*** Given records ***

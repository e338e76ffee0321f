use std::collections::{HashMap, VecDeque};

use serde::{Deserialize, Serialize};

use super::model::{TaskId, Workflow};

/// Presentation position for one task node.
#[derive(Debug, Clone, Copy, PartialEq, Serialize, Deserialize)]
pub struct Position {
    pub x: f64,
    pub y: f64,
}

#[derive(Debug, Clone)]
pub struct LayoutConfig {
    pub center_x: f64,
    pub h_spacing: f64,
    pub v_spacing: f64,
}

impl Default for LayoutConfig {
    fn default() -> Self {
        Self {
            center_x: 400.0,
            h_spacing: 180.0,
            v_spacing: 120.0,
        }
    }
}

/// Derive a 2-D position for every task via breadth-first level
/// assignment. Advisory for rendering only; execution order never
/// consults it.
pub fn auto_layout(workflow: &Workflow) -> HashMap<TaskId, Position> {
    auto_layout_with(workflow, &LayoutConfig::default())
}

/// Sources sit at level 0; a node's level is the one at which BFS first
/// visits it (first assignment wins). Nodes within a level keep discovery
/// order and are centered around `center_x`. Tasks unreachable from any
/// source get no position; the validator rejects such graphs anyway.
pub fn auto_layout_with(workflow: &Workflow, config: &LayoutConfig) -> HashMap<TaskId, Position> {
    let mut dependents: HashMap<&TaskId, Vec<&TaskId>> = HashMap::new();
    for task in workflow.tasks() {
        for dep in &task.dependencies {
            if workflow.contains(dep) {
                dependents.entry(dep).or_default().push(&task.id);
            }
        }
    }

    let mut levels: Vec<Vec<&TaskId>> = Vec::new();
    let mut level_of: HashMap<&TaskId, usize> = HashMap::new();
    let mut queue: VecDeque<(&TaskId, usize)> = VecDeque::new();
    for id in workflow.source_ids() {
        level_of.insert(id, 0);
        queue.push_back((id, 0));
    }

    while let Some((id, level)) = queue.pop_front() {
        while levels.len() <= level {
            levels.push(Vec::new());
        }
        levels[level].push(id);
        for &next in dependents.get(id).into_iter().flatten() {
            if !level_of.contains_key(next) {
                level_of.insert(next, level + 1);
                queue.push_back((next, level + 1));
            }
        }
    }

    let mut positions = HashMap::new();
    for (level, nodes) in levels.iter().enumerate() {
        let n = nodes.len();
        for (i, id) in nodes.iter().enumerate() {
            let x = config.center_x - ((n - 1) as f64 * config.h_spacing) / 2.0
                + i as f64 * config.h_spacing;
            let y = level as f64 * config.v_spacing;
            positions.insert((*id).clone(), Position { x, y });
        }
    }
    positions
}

*** End of Given records ***
*** Given records ***

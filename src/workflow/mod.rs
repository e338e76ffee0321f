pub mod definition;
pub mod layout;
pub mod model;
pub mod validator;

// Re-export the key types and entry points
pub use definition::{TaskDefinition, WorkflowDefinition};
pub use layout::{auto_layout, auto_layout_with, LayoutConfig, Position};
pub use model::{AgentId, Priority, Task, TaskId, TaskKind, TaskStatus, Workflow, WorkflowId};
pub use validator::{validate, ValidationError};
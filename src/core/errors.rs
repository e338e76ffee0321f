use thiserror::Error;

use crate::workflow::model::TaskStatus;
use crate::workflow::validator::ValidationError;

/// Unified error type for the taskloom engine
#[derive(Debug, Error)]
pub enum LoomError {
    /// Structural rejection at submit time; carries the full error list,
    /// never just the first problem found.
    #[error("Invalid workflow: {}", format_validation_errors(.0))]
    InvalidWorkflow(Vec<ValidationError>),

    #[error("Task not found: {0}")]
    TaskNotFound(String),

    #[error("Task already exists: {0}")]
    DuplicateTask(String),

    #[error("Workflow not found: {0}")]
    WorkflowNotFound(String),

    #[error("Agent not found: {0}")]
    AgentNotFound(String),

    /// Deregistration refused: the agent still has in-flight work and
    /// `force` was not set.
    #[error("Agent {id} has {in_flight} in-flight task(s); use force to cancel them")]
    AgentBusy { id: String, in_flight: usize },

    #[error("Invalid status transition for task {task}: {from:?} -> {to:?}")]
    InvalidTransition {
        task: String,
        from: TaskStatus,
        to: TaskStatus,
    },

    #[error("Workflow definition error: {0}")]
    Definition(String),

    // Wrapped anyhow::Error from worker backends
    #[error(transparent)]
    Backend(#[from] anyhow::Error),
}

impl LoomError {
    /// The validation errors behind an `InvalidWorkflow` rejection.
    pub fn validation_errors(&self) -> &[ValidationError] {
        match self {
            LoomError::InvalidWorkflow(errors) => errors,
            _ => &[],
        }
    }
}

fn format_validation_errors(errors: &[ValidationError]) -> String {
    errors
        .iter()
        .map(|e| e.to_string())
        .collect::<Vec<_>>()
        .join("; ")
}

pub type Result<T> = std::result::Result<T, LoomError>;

*** End of Given records ***

**Work request:** Counting every line of the entries that holds the word "ValidationError", report the total and no other text.

**Result for this task:** 5